-- Working data follows --

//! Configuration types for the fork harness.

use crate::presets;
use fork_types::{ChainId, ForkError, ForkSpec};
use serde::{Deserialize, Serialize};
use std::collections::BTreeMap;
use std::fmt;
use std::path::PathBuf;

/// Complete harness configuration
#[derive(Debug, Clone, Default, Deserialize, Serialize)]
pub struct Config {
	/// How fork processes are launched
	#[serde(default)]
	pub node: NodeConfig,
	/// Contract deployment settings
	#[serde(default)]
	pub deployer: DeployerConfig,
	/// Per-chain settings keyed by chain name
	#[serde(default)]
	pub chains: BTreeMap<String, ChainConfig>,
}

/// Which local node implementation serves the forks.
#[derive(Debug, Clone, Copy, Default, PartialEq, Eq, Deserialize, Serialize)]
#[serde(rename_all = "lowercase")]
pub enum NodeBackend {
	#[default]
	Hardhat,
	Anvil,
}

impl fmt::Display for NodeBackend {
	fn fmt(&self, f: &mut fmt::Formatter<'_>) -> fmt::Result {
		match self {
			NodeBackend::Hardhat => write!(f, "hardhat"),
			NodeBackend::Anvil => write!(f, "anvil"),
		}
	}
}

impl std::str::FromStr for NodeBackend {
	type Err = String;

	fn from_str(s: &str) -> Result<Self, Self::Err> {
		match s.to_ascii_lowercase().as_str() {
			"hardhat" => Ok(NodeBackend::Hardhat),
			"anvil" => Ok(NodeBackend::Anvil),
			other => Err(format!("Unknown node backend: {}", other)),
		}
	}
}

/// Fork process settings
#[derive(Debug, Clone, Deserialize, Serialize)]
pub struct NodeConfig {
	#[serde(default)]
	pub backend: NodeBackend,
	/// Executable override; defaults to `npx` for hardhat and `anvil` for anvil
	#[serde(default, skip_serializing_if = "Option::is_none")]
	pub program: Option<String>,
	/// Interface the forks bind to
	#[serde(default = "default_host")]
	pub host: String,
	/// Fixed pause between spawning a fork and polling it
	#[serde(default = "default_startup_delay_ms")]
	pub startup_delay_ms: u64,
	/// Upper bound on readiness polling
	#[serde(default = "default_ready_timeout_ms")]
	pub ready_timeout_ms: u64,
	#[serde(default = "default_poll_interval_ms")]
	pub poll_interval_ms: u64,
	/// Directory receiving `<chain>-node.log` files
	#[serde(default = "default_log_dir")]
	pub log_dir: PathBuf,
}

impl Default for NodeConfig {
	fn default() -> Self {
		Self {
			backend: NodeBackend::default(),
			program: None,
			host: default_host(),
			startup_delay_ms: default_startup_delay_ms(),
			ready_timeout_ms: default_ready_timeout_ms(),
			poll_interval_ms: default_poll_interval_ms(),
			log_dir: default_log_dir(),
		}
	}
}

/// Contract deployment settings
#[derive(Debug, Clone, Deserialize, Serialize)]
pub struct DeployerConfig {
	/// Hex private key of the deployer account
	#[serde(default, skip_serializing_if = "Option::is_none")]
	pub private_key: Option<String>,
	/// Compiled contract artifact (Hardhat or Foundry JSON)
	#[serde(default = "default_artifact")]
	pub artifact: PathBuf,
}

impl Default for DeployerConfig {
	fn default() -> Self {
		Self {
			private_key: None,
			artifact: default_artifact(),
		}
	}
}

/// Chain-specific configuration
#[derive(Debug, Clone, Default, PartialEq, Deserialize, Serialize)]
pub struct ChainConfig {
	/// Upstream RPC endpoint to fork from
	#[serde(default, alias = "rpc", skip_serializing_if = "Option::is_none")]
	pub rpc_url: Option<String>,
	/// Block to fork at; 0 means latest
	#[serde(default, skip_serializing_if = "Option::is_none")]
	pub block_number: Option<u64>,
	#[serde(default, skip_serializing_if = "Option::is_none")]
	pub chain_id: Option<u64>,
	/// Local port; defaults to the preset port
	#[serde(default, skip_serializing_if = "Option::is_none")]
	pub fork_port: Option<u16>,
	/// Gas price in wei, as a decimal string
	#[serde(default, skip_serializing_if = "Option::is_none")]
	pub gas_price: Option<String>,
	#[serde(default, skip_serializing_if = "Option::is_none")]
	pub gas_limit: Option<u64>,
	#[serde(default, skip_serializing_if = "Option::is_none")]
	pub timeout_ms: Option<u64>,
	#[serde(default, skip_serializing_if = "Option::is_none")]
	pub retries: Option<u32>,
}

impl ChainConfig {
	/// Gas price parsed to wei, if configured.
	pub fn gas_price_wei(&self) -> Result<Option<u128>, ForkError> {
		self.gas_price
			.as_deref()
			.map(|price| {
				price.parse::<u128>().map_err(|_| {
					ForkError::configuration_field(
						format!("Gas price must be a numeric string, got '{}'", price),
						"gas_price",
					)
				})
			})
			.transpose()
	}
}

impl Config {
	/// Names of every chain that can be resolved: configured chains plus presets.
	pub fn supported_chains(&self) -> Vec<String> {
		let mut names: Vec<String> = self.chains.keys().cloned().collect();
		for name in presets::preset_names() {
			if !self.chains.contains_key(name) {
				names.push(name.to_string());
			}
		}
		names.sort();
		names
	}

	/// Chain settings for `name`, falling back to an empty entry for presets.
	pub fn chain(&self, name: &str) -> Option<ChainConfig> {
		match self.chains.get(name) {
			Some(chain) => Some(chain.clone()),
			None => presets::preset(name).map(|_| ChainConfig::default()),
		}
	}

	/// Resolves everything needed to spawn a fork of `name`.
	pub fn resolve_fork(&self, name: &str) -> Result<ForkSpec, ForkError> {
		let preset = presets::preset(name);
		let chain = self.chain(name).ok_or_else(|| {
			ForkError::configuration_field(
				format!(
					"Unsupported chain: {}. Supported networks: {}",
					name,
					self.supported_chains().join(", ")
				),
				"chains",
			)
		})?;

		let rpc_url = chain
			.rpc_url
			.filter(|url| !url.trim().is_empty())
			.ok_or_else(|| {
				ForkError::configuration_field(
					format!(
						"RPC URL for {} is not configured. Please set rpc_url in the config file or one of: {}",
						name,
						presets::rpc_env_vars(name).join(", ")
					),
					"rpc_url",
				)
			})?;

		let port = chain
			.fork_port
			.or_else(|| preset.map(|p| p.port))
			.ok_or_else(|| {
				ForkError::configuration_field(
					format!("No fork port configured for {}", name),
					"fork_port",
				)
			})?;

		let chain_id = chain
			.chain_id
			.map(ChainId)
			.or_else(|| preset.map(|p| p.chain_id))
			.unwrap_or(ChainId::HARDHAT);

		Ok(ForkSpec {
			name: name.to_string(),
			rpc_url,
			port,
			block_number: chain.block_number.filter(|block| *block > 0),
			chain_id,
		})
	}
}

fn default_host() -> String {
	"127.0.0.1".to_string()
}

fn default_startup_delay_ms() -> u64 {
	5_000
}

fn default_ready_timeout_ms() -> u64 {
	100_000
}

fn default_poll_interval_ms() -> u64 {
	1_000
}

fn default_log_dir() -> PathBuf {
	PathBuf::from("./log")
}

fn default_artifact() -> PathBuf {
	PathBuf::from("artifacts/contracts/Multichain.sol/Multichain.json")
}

-- Working data concluded --

If a line above holds the string "PathBuf", return it as it stands.

Exercise answer ::
use std::path::PathBuf;
	pub log_dir: PathBuf,
	pub artifact: PathBuf,
fn default_log_dir() -> PathBuf {
	PathBuf::from("./log")
fn default_artifact() -> PathBuf {
	PathBuf::from("artifacts/contracts/Multichain.sol/Multichain.json")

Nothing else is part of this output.